On the northern side of the Mediterranean, EU officials speak of the success of multi-million-euro programmes that bring fewer migrants to European shores. On the southern side, the Libyan naval Coast Guard is dispirited and struggling to cope with an ever-growing backlog of up to a million mostly sub-Saharan Africans determined to reach Europe.

EU initiatives are credited with dramatically reducing the number of migrants and refugees reaching and attempting to reach Europe by sea from Libya on one of the world’s deadliest migration routes. But Libyan officials say factors within Libya played a greater role, and are calling on the EU to honour pledges of support while warning of a busier summer ahead.

The EU points to a 74-percent drop in migrants and refugees arriving in Europe via the Central Mediterranean route in the first four months of this year compared to last: 9,567 versus 41,165 in 2017. This is proof the new policies are working, EU officials say, noting that the route is largely served by smuggler vessels leaving Libyan shores.

But seven years after the 2011 NATO-led intervention that ousted longtime ruler Muammar Gaddafi and ushered in a period of enduring instability and civil conflicts in Libya, Coast Guard officials here see a very different picture.

Under-resourced and overwhelmed, they accuse the EU of failing to provide enough support and predict any success in reducing arrivals to Europe will be short-lived as it is more down to changing local factors than EU policy-making.

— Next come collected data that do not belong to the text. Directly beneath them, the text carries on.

use crate::common::{TypeRef, Value};
use crate::errors::{ErrorKind, MapperError, MapperResult};
use std::any::{Any, TypeId};
use std::fmt::{Debug, Formatter};
use std::hash::{Hash, Hasher};

/// A typed application record the mapper can read from and write to.
///
/// The mapper never touches struct fields directly; it goes through
/// `property` and `set_property` by property name. `#[derive(Entity)]` from
/// `docmap_derive` generates this, but a hand-written implementation is
/// equally valid:
///
/// ```rust,ignore
/// #[derive(Clone, Default)]
/// struct Tag { label: String }
///
/// impl Entity for Tag {
///     fn entity_type(&self) -> EntityType { EntityType::of::<Tag>() }
///
///     fn property(&self, name: &str) -> MapperResult<Value> {
///         match name {
///             "label" => self.label.to_value(),
///             _ => unknown_property(self, name),
///         }
///     }
///
///     fn set_property(&mut self, name: &str, value: Value) -> MapperResult<()> {
///         match name {
///             "label" => self.label = String::from_value(&value)?,
///             _ => return unknown_property(self, name),
///         }
///         Ok(())
///     }
///
///     fn clone_entity(&self) -> Box<dyn Entity> { Box::new(self.clone()) }
///     fn as_any(&self) -> &dyn Any { self }
///     fn into_any(self: Box<Self>) -> Box<dyn Any> { self }
/// }
/// ```
pub trait Entity: Any + Send + Sync {
    fn entity_type(&self) -> EntityType;

    /// Returns the current value of a property, [Value::Null] when unset.
    fn property(&self, name: &str) -> MapperResult<Value>;

    fn set_property(&mut self, name: &str, value: Value) -> MapperResult<()>;

    fn clone_entity(&self) -> Box<dyn Entity>;

    fn as_any(&self) -> &dyn Any;

    fn into_any(self: Box<Self>) -> Box<dyn Any>;
}

/// An entity type that describes its own properties and can be created
/// with its default value.
pub trait MappedEntity: Entity + Clone + Default {
    fn entity_model() -> EntityModel;
}

/// Error for a property name the entity does not declare.
pub fn unknown_property<T>(entity: &dyn Entity, name: &str) -> MapperResult<T> {
    let entity_type = entity.entity_type();
    log::error!("{} has no property named {}", entity_type.simple_name(), name);
    Err(MapperError::new(
        &format!("{} has no property named {}", entity_type.simple_name(), name),
        ErrorKind::ObjectMappingError,
    ))
}

/// Converts a boxed entity back to its concrete type.
pub fn downcast_entity<T: Entity>(entity: Box<dyn Entity>) -> MapperResult<T> {
    let actual = entity.entity_type();
    match entity.into_any().downcast::<T>() {
        Ok(entity) => Ok(*entity),
        Err(_) => {
            log::error!(
                "Entity of type {} is not a {}",
                actual.simple_name(),
                std::any::type_name::<T>()
            );
            Err(MapperError::new(
                &format!(
                    "Entity of type {} is not a {}",
                    actual.simple_name(),
                    std::any::type_name::<T>()
                ),
                ErrorKind::ObjectMappingError,
            ))
        }
    }
}

/// Wraps an entity field value for the writer.
pub fn entity_to_value<T: MappedEntity>(entity: &T) -> Value {
    Value::Entity(Box::new(entity.clone()))
}

/// Recovers a typed entity from the value the reader assigns.
pub fn entity_from_value<T: MappedEntity>(value: &Value) -> MapperResult<T> {
    match value.as_entity().and_then(|entity| entity.as_any().downcast_ref::<T>()) {
        Some(entity) => Ok(entity.clone()),
        None => crate::common::mapping_error(value, std::any::type_name::<T>()),
    }
}

impl Clone for Box<dyn Entity> {
    fn clone(&self) -> Self {
        self.clone_entity()
    }
}

impl PartialEq for dyn Entity {
    fn eq(&self, other: &Self) -> bool {
        let entity_type = self.entity_type();
        if entity_type != other.entity_type() {
            return false;
        }

        let model = entity_type.model();
        model.properties().iter().filter(|property| !property.is_transient()).all(|property| {
            match (self.property(property.name()), other.property(property.name())) {
                (Ok(left), Ok(right)) => left == right,
                _ => false,
            }
        })
    }
}

impl Debug for dyn Entity {
    fn fmt(&self, f: &mut Formatter<'_>) -> std::fmt::Result {
        let entity_type = self.entity_type();
        let mut debug = f.debug_struct(&entity_type.simple_name());
        for property in entity_type.model().properties().iter().filter(|p| !p.is_transient()) {
            match self.property(property.name()) {
                Ok(value) => debug.field(property.name(), &value),
                Err(_) => debug.field(property.name(), &"<unreadable>"),
            };
        }
        debug.finish()
    }
}

fn default_instance<T: MappedEntity>() -> Box<dyn Entity> {
    Box::new(T::default())
}

/// Handle to an entity type: its identity, its model and, when the type can
/// be created from nothing, its construction capability.
///
/// `EntityType` is `Copy` and compares by the Rust type it stands for.
#[derive(Clone, Copy)]
pub struct EntityType {
    type_id: TypeId,
    name: &'static str,
    model: fn() -> EntityModel,
    factory: Option<fn() -> Box<dyn Entity>>,
}

impl EntityType {
    pub fn of<T: MappedEntity>() -> Self {
        EntityType {
            type_id: TypeId::of::<T>(),
            name: std::any::type_name::<T>(),
            model: T::entity_model,
            factory: Some(default_instance::<T>),
        }
    }

    /// An entity type the reader cannot instantiate.
    pub fn without_constructor<T: Entity>(model: fn() -> EntityModel) -> Self {
        EntityType {
            type_id: TypeId::of::<T>(),
            name: std::any::type_name::<T>(),
            model,
            factory: None,
        }
    }

    pub fn type_id(&self) -> TypeId {
        self.type_id
    }

    /// Fully qualified Rust type name.
    pub fn name(&self) -> &'static str {
        self.name
    }

    /// Type name without its module path, generic arguments kept.
    pub fn simple_name(&self) -> String {
        let (path, generics) = match self.name.find('<') {
            Some(index) => self.name.split_at(index),
            None => (self.name, ""),
        };
        let base = path.rsplit("::").next().unwrap_or(path);
        format!("{}{}", base, generics)
    }

    pub fn model(&self) -> EntityModel {
        (self.model)()
    }

    pub fn can_instantiate(&self) -> bool {
        self.factory.is_some()
    }

    /// Creates a default instance of the type.
    ///
    /// # Errors
    ///
    /// [ErrorKind::InstantiationError] if the type has no construction
    /// capability.
    pub fn instantiate(&self) -> MapperResult<Box<dyn Entity>> {
        match self.factory {
            Some(factory) => Ok(factory()),
            None => {
                log::error!("Cannot instantiate entity {}", self.simple_name());
                Err(MapperError::new(
                    &format!("Cannot instantiate entity {}, no constructor available", self.simple_name()),
                    ErrorKind::InstantiationError,
                ))
            }
        }
    }
}

impl PartialEq for EntityType {
    fn eq(&self, other: &Self) -> bool {
        self.type_id == other.type_id
    }
}

impl Eq for EntityType {}

impl Hash for EntityType {
    fn hash<H: Hasher>(&self, state: &mut H) {
        self.type_id.hash(state);
    }
}

impl Debug for EntityType {
    fn fmt(&self, f: &mut Formatter<'_>) -> std::fmt::Result {
        write!(f, "EntityType({})", self.name)
    }
}

/// The ordered property list of an entity type, as supplied by its
/// metadata source.
#[derive(Clone, Debug, PartialEq)]
pub struct EntityModel {
    name: String,
    properties: Vec<PropertyModel>,
}

impl EntityModel {
    pub fn new(name: &str) -> Self {
        EntityModel {
            name: name.to_string(),
            properties: Vec::new(),
        }
    }

    pub fn property(mut self, property: PropertyModel) -> Self {
        self.properties.push(property);
        self
    }

    pub fn name(&self) -> &str {
        &self.name
    }

    pub fn properties(&self) -> &[PropertyModel] {
        &self.properties
    }
}

/// One declared property with the overrides its metadata source supplies.
#[derive(Clone, Debug, PartialEq)]
pub struct PropertyModel {
    name: String,
    type_ref: TypeRef,
    key: Option<String>,
    id: bool,
    transient: bool,
}

impl PropertyModel {
    pub fn new(name: &str, type_ref: TypeRef) -> Self {
        PropertyModel {
            name: name.to_string(),
            type_ref,
            key: None,
            id: false,
            transient: false,
        }
    }

    /// Stores the property under `key` instead of its name.
    pub fn with_key(mut self, key: &str) -> Self {
        self.key = Some(key.to_string());
        self
    }

    /// Designates the property as the identifier.
    pub fn as_id(mut self) -> Self {
        self.id = true;
        self
    }

    /// Excludes the property from mapping.
    pub fn as_transient(mut self) -> Self {
        self.transient = true;
        self
    }

    pub fn name(&self) -> &str {
        &self.name
    }

    pub fn type_ref(&self) -> &TypeRef {
        &self.type_ref
    }

    pub fn key_override(&self) -> Option<&str> {
        self.key.as_deref()
    }

    pub fn is_id(&self) -> bool {
        self.id
    }

    pub fn is_transient(&self) -> bool {
        self.transient
    }
}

“We’ve had endless meetings with EU representatives since 2011, and they claim to understand our position and make many promises,” General Ayoub Ghassem, the spokesman for the Libyan naval Coast Guard, told IRIN in a recent interview at Tripoli’s naval base. “But the reality, in the field, is that we find nothing, and virtually no implementation of promises.”

Much of the EU’s collaboration with Libya comes under Operation Sophia. Launched in 2015 to neutralise smuggling routes in the Mediterranean, the EU broadened the military operation’s mandate in 2016 to include training the Libyan Coast Guard and Navy and, later, enforcing a UN arms embargo – it was extended again in 2017.